What are some of the other potential environmental impacts of CSG extraction?

Removing large amounts of formation water from a coal seam decreases the water pressure within layers containing coal seam gas. Where coal seams come near the surface, connectivity between the seam and confined aquifers or alluvium can lead to a lowering of water pressure in aquifers or water tables in alluvium. In shale gas production, access to and use of freshwater sources for hydraulic fracturing can compete with other water users including agriculture and human water use. Utilisation of non-potable sources of water for hydraulic fracturing can reduce these impacts. Other potential environmental impacts include the industry’s potential greenhouse gas footprint, possible fragmenting of local habitat, changes to agricultural landscapes and economic and social impacts on rural communities.

Fugitive emissions

What are fugitive emissions?

Fugitive emissions refer to greenhouse gases, such as methane, that can escape into the atmosphere during mining and production of fossil fuels such as black coal, crude oil and natural gas. Methane is also released naturally, seeping from coal seams or biological processes occurring in wetlands, swamps, rivers and dams.

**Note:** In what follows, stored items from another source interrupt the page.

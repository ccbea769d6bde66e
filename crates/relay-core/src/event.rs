use crate::ids::MessageId;
use crate::message::MessageMetadata;

/// Typed unit of incremental generation progress.
///
/// Events are produced by the generation process, never mutated, and totally
/// ordered within one message.
#[derive(Clone, Debug, PartialEq, serde::Serialize, serde::Deserialize)]
#[serde(tag = "type", rename_all = "kebab-case")]
pub enum StreamEvent {
    /// Opens a message. The only event carrying the message id.
    #[serde(rename_all = "camelCase")]
    Start {
        #[serde(default, skip_serializing_if = "Option::is_none")]
        message_id: Option<MessageId>,
        #[serde(default, skip_serializing_if = "Option::is_none")]
        message_metadata: Option<MessageMetadata>,
    },
    StartStep,
    FinishStep,
    TextStart {
        id: String,
    },
    TextDelta {
        id: String,
        delta: String,
    },
    TextEnd {
        id: String,
    },
    ReasoningStart {
        id: String,
    },
    ReasoningDelta {
        id: String,
        delta: String,
    },
    ReasoningEnd {
        id: String,
    },
    #[serde(rename_all = "camelCase")]
    ToolCall {
        tool_call_id: String,
        tool_name: String,
        input: serde_json::Value,
    },
    #[serde(rename_all = "camelCase")]
    ToolResult {
        tool_call_id: String,
        output: serde_json::Value,
    },
    #[serde(rename_all = "camelCase")]
    Metadata { message_metadata: MessageMetadata },
    #[serde(rename_all = "camelCase")]
    Finish {
        #[serde(default, skip_serializing_if = "Option::is_none")]
        message_metadata: Option<MessageMetadata>,
    },
    #[serde(rename_all = "camelCase")]
    Error { error_text: String },
    Abort,
}

impl StreamEvent {
    pub fn start(message_id: impl Into<MessageId>) -> Self {
        Self::Start {
            message_id: Some(message_id.into()),
            message_metadata: None,
        }
    }

    pub fn text_delta(id: impl Into<String>, delta: impl Into<String>) -> Self {
        Self::TextDelta {
            id: id.into(),
            delta: delta.into(),
        }
    }

    pub fn reasoning_delta(id: impl Into<String>, delta: impl Into<String>) -> Self {
        Self::ReasoningDelta {
            id: id.into(),
            delta: delta.into(),
        }
    }

    pub fn metadata(metadata: MessageMetadata) -> Self {
        Self::Metadata {
            message_metadata: metadata,
        }
    }

    pub fn finish() -> Self {
        Self::Finish {
            message_metadata: None,
        }
    }

    pub fn error(text: impl Into<String>) -> Self {
        Self::Error {
            error_text: text.into(),
        }
    }

    /// Message id carried by this event, if any.
    pub fn message_id(&self) -> Option<&MessageId> {
        match self {
            Self::Start { message_id, .. } => message_id.as_ref(),
            _ => None,
        }
    }

    /// Returns true for text and reasoning deltas, the only events the
    /// compressor merges and the boundary matcher inspects.
    pub fn is_incremental(&self) -> bool {
        matches!(self, Self::TextDelta { .. } | Self::ReasoningDelta { .. })
    }

    /// Content of an incremental delta.
    pub fn delta_text(&self) -> Option<&str> {
        match self {
            Self::TextDelta { delta, .. } | Self::ReasoningDelta { delta, .. } => Some(delta),
            _ => None,
        }
    }

    /// Kebab-case type tag, as used on the wire.
    pub fn kind(&self) -> &'static str {
        match self {
            Self::Start { .. } => "start",
            Self::StartStep => "start-step",
            Self::FinishStep => "finish-step",
            Self::TextStart { .. } => "text-start",
            Self::TextDelta { .. } => "text-delta",
            Self::TextEnd { .. } => "text-end",
            Self::ReasoningStart { .. } => "reasoning-start",
            Self::ReasoningDelta { .. } => "reasoning-delta",
            Self::ReasoningEnd { .. } => "reasoning-end",
            Self::ToolCall { .. } => "tool-call",
            Self::ToolResult { .. } => "tool-result",
            Self::Metadata { .. } => "metadata",
            Self::Finish { .. } => "finish",
            Self::Error { .. } => "error",
            Self::Abort => "abort",
        }
    }
}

What impact can they have?

Methane is a very powerful greenhouse gas, with about 27 times the greenhouse warming potential of carbon dioxide. Releasing fugitive emissions of methane during extraction of coal seam gas can therefore have a negative impact on global warming. According to the Department of Environment’s latest estimates (2012-13), fugitive emissions from the fossil fuel industry account for eight per cent of Australia’s national greenhouse gas inventory.

How much methane escapes during production of unconventional gas?

To provide quantitative information on emissions from CSG operations, CSIRO and the federal Department of the Environment initiated a project to measure emissions from a range of production wells in Queensland and NSW. This is the first study to measure fugitive emissions from CSG wells in Australia. Methane emissions were measured at 43 CSG wells – six in NSW and 37 in Queensland. Of the 43 wells examined, only three showed no emissions. The remainder had some level of emission but generally the emission rates were very low, especially when compared to the volume of gas produced from the wells. As a rule of thumb, if fugitive emissions are below 1-2 per cent, natural gas has lower greenhouse gas emissions compared with coal (based on current technologies). Above about four per cent fugitive emissions, the greenhouse benefits are lost. The average emissions rate for this study equated to approximately 0.02 per cent of the total gas produced. However, it's important to note that: this is only a pilot study, encompassing less than one per cent of the existing CSG wells in Australia the study measured emissions only from the well pad and adjacent equipment although low levels of fugitive emissions were detected from most of the well studied, no emissions were found to emanate from the well casing. Many of the leaks detected were easily fixed.